[PROMPT] Filter the lines below, keeping each one that holds "Copy".
● ● ● ● ● ● ●
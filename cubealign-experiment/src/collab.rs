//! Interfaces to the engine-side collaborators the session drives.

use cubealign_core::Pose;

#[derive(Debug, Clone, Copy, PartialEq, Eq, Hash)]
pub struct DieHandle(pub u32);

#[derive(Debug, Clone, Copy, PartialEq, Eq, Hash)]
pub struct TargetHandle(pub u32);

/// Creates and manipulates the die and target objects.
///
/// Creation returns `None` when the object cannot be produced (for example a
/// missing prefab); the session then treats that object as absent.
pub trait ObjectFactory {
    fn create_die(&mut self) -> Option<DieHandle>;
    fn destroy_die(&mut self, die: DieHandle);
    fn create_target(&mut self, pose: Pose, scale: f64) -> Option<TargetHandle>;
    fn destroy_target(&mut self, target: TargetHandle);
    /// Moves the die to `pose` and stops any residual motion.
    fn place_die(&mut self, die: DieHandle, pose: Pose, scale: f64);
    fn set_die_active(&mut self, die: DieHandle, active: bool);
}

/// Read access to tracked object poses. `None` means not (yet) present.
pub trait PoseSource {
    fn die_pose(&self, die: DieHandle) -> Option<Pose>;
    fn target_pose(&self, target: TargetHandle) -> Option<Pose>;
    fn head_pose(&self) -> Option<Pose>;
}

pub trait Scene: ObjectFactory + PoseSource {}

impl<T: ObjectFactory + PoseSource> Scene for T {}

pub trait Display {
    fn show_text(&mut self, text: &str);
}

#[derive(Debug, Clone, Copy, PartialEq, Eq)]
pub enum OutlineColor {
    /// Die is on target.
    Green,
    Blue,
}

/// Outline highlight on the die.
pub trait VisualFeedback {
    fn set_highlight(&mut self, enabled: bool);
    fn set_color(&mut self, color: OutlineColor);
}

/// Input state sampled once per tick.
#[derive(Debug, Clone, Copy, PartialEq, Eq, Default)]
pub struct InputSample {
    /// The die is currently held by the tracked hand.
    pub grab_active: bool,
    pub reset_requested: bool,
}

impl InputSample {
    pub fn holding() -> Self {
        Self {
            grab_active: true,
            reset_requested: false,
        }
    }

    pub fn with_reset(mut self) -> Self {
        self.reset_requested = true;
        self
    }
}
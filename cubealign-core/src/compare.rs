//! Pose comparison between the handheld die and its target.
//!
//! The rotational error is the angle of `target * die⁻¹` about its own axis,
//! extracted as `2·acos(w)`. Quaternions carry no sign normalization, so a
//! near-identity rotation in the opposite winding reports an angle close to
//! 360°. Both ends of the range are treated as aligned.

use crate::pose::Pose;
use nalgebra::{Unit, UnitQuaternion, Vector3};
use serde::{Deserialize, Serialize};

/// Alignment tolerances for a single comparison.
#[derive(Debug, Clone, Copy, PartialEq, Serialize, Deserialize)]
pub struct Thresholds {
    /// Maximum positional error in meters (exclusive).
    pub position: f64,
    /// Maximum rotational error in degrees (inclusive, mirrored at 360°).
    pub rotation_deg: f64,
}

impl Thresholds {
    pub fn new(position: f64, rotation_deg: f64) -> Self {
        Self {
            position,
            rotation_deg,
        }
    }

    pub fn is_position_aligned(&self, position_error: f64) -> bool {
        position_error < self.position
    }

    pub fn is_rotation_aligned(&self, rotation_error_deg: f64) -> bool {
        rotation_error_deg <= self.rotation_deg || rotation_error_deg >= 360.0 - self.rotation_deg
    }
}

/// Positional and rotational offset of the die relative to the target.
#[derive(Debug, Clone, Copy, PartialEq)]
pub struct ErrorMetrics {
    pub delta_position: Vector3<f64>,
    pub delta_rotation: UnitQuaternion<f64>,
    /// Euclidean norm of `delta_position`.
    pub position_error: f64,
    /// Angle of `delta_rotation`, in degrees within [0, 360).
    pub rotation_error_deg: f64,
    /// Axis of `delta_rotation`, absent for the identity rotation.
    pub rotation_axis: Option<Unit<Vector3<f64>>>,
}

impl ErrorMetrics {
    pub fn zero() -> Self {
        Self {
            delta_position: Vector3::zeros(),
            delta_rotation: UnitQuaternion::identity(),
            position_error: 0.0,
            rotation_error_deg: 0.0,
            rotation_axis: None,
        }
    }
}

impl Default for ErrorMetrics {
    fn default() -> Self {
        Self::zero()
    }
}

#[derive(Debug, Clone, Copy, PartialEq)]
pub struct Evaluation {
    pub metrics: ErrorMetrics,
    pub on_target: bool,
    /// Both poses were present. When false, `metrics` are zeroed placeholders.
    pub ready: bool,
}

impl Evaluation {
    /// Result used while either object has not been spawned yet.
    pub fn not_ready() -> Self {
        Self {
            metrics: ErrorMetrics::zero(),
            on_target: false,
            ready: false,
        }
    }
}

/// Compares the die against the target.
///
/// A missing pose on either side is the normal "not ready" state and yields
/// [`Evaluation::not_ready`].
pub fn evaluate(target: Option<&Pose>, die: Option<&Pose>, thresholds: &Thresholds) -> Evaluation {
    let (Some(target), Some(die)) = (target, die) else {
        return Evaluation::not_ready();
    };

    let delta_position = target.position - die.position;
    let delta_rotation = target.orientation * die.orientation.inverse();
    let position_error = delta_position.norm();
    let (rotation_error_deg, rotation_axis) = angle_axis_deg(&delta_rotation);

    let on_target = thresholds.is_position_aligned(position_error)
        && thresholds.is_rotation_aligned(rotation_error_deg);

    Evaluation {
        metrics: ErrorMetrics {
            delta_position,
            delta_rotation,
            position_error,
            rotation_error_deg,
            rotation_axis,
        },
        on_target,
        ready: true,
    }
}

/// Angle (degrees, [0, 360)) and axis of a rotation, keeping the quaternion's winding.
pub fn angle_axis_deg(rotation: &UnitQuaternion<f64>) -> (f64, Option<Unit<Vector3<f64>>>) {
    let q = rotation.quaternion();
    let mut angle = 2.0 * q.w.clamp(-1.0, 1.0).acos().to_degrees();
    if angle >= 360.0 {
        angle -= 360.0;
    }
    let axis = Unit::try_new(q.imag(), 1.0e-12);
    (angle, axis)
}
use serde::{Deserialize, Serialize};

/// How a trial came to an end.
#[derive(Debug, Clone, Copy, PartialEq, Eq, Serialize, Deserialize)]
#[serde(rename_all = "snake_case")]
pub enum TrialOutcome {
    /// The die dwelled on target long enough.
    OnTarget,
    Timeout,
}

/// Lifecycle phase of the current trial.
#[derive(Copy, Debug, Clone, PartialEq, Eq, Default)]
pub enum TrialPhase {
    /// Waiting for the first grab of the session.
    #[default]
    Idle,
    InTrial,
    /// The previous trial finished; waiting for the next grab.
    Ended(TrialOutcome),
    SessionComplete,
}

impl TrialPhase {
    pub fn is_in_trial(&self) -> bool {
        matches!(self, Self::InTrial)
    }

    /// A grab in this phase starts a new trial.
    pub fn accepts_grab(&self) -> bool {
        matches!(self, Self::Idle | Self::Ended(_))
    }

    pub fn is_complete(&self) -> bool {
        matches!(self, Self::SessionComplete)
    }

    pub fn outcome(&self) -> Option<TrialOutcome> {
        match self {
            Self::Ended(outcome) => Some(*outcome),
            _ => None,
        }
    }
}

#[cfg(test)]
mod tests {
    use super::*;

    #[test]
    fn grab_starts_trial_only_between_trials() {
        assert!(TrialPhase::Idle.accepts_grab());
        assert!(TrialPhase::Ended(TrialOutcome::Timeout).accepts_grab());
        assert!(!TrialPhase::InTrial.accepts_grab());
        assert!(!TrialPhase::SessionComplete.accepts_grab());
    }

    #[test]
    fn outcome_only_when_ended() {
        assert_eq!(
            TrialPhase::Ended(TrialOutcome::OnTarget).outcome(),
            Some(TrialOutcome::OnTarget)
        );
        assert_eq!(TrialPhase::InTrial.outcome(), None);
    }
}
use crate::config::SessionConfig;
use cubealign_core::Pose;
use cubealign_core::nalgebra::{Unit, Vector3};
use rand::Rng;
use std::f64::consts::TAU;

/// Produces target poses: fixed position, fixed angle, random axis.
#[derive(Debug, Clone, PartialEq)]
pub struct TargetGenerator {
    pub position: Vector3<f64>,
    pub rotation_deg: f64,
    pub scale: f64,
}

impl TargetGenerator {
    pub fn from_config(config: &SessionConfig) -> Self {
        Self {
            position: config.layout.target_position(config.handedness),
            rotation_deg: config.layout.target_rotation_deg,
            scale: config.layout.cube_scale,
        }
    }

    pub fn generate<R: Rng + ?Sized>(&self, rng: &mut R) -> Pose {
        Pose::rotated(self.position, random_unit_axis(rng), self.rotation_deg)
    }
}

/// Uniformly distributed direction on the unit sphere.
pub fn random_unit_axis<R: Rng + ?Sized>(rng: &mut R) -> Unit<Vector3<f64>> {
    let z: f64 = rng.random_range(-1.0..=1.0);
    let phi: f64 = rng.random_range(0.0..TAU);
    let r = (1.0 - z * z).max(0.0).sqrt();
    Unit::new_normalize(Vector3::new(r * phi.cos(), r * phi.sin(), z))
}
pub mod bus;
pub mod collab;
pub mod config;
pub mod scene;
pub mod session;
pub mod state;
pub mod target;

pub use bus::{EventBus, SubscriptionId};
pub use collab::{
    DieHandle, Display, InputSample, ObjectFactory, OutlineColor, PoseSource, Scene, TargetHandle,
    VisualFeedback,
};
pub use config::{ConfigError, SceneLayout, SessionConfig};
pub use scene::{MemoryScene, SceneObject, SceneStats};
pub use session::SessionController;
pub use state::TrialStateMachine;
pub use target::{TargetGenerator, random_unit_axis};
● ● ● ● ● ● ●
[WRITTEN SOLUTION]
#[derive(Debug, Clone, Copy, PartialEq, Eq, Hash)]
#[derive(Debug, Clone, Copy, PartialEq, Eq, Hash)]
#[derive(Debug, Clone, Copy, PartialEq, Eq)]
#[derive(Debug, Clone, Copy, PartialEq, Eq, Default)]
#[derive(Debug, Clone, Copy, PartialEq, Serialize, Deserialize)]
#[derive(Debug, Clone, Copy, PartialEq)]
#[derive(Debug, Clone, Copy, PartialEq)]
#[derive(Debug, Clone, Copy, PartialEq, Eq, Serialize, Deserialize)]
#[derive(Copy, Debug, Clone, PartialEq, Eq, Default)]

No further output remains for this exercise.